Saved data entries

>>>>

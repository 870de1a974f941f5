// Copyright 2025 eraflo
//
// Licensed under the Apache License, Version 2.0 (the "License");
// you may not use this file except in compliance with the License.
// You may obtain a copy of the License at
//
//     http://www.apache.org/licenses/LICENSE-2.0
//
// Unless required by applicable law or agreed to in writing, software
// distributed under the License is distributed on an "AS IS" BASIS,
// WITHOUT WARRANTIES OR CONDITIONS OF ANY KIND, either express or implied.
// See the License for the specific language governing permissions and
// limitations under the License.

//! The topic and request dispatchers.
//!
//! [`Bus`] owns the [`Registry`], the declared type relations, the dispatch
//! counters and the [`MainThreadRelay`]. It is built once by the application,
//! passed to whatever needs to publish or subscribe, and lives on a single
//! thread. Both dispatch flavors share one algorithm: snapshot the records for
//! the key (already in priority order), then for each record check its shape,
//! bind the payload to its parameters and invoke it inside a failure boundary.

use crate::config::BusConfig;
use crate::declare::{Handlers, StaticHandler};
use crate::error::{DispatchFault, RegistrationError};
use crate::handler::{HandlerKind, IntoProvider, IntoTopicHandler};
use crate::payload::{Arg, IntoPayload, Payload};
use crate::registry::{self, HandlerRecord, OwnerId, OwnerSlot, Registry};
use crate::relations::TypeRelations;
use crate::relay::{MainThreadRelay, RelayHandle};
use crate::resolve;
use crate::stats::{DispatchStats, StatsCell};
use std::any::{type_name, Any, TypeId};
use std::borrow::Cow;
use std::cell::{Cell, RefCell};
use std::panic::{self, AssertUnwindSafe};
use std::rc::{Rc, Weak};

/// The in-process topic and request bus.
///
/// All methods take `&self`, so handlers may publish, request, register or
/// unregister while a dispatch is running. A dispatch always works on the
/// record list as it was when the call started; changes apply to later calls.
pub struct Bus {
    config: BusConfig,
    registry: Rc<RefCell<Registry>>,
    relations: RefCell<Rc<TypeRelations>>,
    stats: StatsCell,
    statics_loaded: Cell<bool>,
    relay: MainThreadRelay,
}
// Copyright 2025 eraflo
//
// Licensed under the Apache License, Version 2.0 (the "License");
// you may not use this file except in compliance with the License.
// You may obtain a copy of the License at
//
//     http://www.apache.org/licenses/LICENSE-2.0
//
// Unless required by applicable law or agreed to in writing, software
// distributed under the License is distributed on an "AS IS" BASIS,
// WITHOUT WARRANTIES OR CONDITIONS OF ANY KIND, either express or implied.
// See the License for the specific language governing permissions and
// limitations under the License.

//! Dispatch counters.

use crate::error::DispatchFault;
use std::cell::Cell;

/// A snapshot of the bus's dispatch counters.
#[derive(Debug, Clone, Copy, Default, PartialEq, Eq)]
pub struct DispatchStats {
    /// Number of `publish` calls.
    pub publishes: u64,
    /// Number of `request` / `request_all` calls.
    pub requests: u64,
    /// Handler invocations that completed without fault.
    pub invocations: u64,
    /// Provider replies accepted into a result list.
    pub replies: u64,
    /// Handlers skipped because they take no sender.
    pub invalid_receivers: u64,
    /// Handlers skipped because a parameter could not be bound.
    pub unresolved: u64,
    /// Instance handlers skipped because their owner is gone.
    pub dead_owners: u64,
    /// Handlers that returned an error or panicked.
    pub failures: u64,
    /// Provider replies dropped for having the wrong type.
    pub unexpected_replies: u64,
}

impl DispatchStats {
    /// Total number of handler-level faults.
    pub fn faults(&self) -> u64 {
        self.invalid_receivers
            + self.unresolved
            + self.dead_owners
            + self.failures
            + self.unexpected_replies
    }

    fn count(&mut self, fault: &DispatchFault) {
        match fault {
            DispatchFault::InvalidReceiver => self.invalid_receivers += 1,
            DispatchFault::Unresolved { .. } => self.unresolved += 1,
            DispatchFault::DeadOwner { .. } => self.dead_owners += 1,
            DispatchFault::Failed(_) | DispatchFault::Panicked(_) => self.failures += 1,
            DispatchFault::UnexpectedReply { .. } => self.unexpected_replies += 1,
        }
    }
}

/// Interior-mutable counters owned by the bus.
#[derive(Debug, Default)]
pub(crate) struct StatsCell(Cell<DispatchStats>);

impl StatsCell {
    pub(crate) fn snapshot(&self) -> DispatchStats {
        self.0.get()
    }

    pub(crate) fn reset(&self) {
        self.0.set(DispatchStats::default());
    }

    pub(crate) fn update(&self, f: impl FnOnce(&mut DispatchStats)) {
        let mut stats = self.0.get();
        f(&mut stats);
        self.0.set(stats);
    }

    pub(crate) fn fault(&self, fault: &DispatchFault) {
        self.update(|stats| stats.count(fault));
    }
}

<<<<

▶ _How to complete this task_: Report each line of the entries where the word "that" occurs.

▶ _Result for this exercise_:
    /// Handler invocations that completed without fault.
    /// Handlers that returned an error or panicked.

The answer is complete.